Assigned task: Copy out the entries below exactly as they stand, but only from the line containing "of a listing." through the line containing "use super::error::Result;".

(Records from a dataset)
▬▬▬▬▬▬▬▬▬▬
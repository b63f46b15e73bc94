//! Core types for the inventory pipeline

use base64::engine::general_purpose::STANDARD as BASE64;
use base64::Engine;
use chrono::{DateTime, SecondsFormat, Utc};
use serde::{Deserialize, Serialize};

// ============================================================================
// Accounts
// ============================================================================

/// Access key for a storage account
#[derive(Debug, Clone, PartialEq, Eq, Serialize, Deserialize)]
pub struct AccountKey {
    pub name: String,
    pub value: String,
}

/// A storage account produced by the account source
#[derive(Debug, Clone, PartialEq, Eq, Serialize, Deserialize)]
pub struct Account {
    /// Account name (unique within the crawl)
    pub name: String,
    /// Full resource id, e.g.
    /// `/subscriptions/{sub}/resourceGroups/{rg}/providers/Microsoft.Storage/storageAccounts/{name}`
    pub id: String,
    /// Access keys; empty until resolved
    #[serde(default)]
    pub keys: Vec<AccountKey>,
}

impl Account {
    pub fn new(name: impl Into<String>, id: impl Into<String>) -> Self {
        Self {
            name: name.into(),
            id: id.into(),
            keys: Vec::new(),
        }
    }

    /// Resource group segment embedded in the resource id, if present.
    pub fn resource_group(&self) -> Option<&str> {
        let mut segments = self.id.split('/');
        while let Some(segment) = segments.next() {
            if segment.eq_ignore_ascii_case("resourceGroups") {
                return segments.next().filter(|rg| !rg.is_empty());
            }
        }
        None
    }

    /// First usable key. The crawl always authenticates with it.
    pub fn primary_key(&self) -> Option<&AccountKey> {
        self.keys.first()
    }
}

// ============================================================================
// Containers and objects
// ============================================================================

/// A container within an account
#[derive(Debug, Clone, PartialEq, Eq, Serialize, Deserialize)]
pub struct Container {
    pub name: String,
    /// Name of the owning account
    pub account: String,
}

impl Container {
    pub fn new(account: impl Into<String>, name: impl Into<String>) -> Self {
        Self {
            name: name.into(),
            account: account.into(),
        }
    }

    /// Progress key for this container: `{account}/{container}`
    pub fn unit_key(&self) -> String {
        format!("{}/{}", self.account, self.name)
    }
}

/// Object metadata as reported by a listing page
#[derive(Debug, Clone, PartialEq, Eq)]
pub struct RawObject {
    pub name: String,
    pub resource_type: Option<String>,
    pub created_on: DateTime<Utc>,
    pub last_modified: DateTime<Utc>,
    pub content_length: u64,
    /// Raw MD5 digest bytes
    pub content_md5: Option<Vec<u8>>,
    pub access_tier: Option<String>,
}

/// One manifest row
#[derive(Debug, Clone, PartialEq, Eq)]
pub struct ObjectRecord {
    pub name: String,
    pub account: String,
    pub container: String,
    pub resource_type: Option<String>,
    pub created_on: DateTime<Utc>,
    pub last_modified: DateTime<Utc>,
    pub content_length: u64,
    /// Base64 of the MD5 digest
    pub content_md5: Option<String>,
    pub access_tier: Option<String>,
}

impl ObjectRecord {
    pub fn from_raw(container: &Container, raw: RawObject) -> Self {
        Self {
            name: raw.name,
            account: container.account.clone(),
            container: container.name.clone(),
            resource_type: raw.resource_type,
            created_on: raw.created_on,
            last_modified: raw.last_modified,
            content_length: raw.content_length,
            content_md5: raw.content_md5.map(|digest| BASE64.encode(digest)),
            access_tier: raw.access_tier,
        }
    }

    /// Fields in manifest column order. Nulls become empty fields.
    pub fn to_row(&self) -> [String; 9] {
        [
            self.name.clone(),
            self.account.clone(),
            self.container.clone(),
            self.resource_type.clone().unwrap_or_default(),
            format_timestamp(&self.created_on),
            format_timestamp(&self.last_modified),
            self.content_length.to_string(),
            self.content_md5.clone().unwrap_or_default(),
            self.access_tier.clone().unwrap_or_default(),
        ]
    }
}

/// ISO-8601 UTC with millisecond precision, e.g. `2024-01-02T03:04:05.000Z`
pub fn format_timestamp(ts: &DateTime<Utc>) -> String {
    ts.to_rfc3339_opts(SecondsFormat::Millis, true)
}

// ============================================================================
// Paging
// ============================================================================

/// One page of a listing.
///
/// `continuation` is `None` on the last page; that is the only end-of-listing
/// signal. Errors are reported separately and never look like an empty page.
#[derive(Debug, Clone, PartialEq, Eq)]
pub struct Page<T> {
    pub items: Vec<T>,
    pub continuation: Option<String>,
}

impl<T> Page<T> {
    pub fn last(items: Vec<T>) -> Self {
        Self {
            items,
            continuation: None,
        }
    }

    pub fn is_last(&self) -> bool {
        self.continuation.is_none()
    }
}
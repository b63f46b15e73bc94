//! Collaborator interfaces consumed by the traversal.
//!
//! These traits keep the crawl independent of any particular storage
//! service. Backends live in `crate::backends`.

use super::error::Result;
use super::types::{Account, AccountKey, Container, Page, RawObject};
use async_trait::async_trait;

/// Default number of objects requested per listing page
pub const DEFAULT_PAGE_SIZE: usize = 5000;

/// Enumerates the storage accounts in scope.
#[async_trait]
pub trait AccountSource: Send + Sync {
    /// One page of accounts. The traversal buffers every page before it
    /// starts scanning, because the sequence cannot be restarted midway.
    async fn list_accounts(&self, cursor: Option<&str>) -> Result<Page<Account>>;
}

/// Looks up the access keys of an account.
#[async_trait]
pub trait KeyResolver: Send + Sync {
    /// Keys in preference order; the traversal uses the first one.
    async fn resolve_keys(&self, account: &Account) -> Result<Vec<AccountKey>>;
}

/// Lists containers and objects of an account.
///
/// Faults the caller may retry are reported as
/// `InventoryError::TransientListing`; anything else is final.
#[async_trait]
pub trait InventoryLister: Send + Sync {
    async fn list_containers(
        &self,
        account: &Account,
        key: &AccountKey,
        cursor: Option<&str>,
    ) -> Result<Page<Container>>;

    async fn list_objects(
        &self,
        account: &Account,
        key: &AccountKey,
        container: &Container,
        cursor: Option<&str>,
        max_page_size: usize,
    ) -> Result<Page<RawObject>>;
}
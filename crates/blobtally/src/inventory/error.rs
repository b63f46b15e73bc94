//! Error types for the inventory pipeline

use std::io;
use std::path::PathBuf;
use thiserror::Error;

/// Inventory error type
#[derive(Error, Debug)]
pub enum InventoryError {
    #[error("IO error: {0}")]
    Io(#[from] io::Error),

    #[error("JSON error: {0}")]
    Json(#[from] serde_json::Error),

    #[error("CSV error: {0}")]
    Csv(#[from] csv::Error),

    #[error("YAML error: {0}")]
    Yaml(#[from] serde_yaml::Error),

    #[error("Config error: {0}")]
    Config(String),

    /// Retry eligible: throttling, timeouts, dropped connections.
    #[error("Transient listing error on {scope}: {message}")]
    TransientListing { scope: String, message: String },

    /// Listing failed in a way retrying will not fix, or retries ran out.
    #[error("Listing error on {scope}: {message}")]
    Listing { scope: String, message: String },

    #[error("Could not resolve keys for account {account}: {message}")]
    KeyResolution { account: String, message: String },

    #[error("Failed to publish {path} for {account}/{container}: {reason}")]
    Publish {
        account: String,
        container: String,
        path: PathBuf,
        reason: String,
    },

    #[error("Destination error: {0}")]
    Destination(String),

    #[error("Progress file {path} is unreadable: {message}")]
    CorruptProgress { path: PathBuf, message: String },

    #[error("Invalid state: {0}")]
    InvalidState(String),
}

impl InventoryError {
    /// Check if this error is transient (eligible for retry)
    pub fn is_transient(&self) -> bool {
        matches!(self, InventoryError::TransientListing { .. })
    }

    /// Check if this error must abort the whole run
    pub fn is_fatal(&self) -> bool {
        matches!(
            self,
            InventoryError::Publish { .. } | InventoryError::Config(_) | InventoryError::Io(_)
        )
    }

    pub fn transient(scope: impl Into<String>, message: impl Into<String>) -> Self {
        InventoryError::TransientListing {
            scope: scope.into(),
            message: message.into(),
        }
    }

    pub fn listing(scope: impl Into<String>, message: impl Into<String>) -> Self {
        InventoryError::Listing {
            scope: scope.into(),
            message: message.into(),
        }
    }
}

/// Result type alias
pub type Result<T> = std::result::Result<T, InventoryError>;

#[cfg(test)]
mod tests {
    use super::*;

    #[test]
    fn test_transient_classification() {
        assert!(InventoryError::transient("acct/c", "503").is_transient());
        assert!(!InventoryError::listing("acct/c", "403").is_transient());
    }

    #[test]
    fn test_publish_error_is_fatal_and_names_chunk() {
        let err = InventoryError::Publish {
            account: "acct".to_string(),
            container: "data".to_string(),
            path: PathBuf::from("/tmp/acct/data/run-0.csv"),
            reason: "HTTP 403".to_string(),
        };
        assert!(err.is_fatal());
        let message = err.to_string();
        assert!(message.contains("acct/data"));
        assert!(message.contains("run-0.csv"));
    }
}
▬▬▬▬▬▬▬▬▬▬
Written answer:
/// One page of a listing.
///
/// `continuation` is `None` on the last page; that is the only end-of-listing
/// signal. Errors are reported separately and never look like an empty page.
#[derive(Debug, Clone, PartialEq, Eq)]
pub struct Page<T> {
    pub items: Vec<T>,
    pub continuation: Option<String>,
}

impl<T> Page<T> {
    pub fn last(items: Vec<T>) -> Self {
        Self {
            items,
            continuation: None,
        }
    }

    pub fn is_last(&self) -> bool {
        self.continuation.is_none()
    }
}
repository b63f46b15e73bc94
//! Collaborator interfaces consumed by the traversal.
//!
//! These traits keep the crawl independent of any particular storage
//! service. Backends live in `crate::backends`.

use super::error::Result;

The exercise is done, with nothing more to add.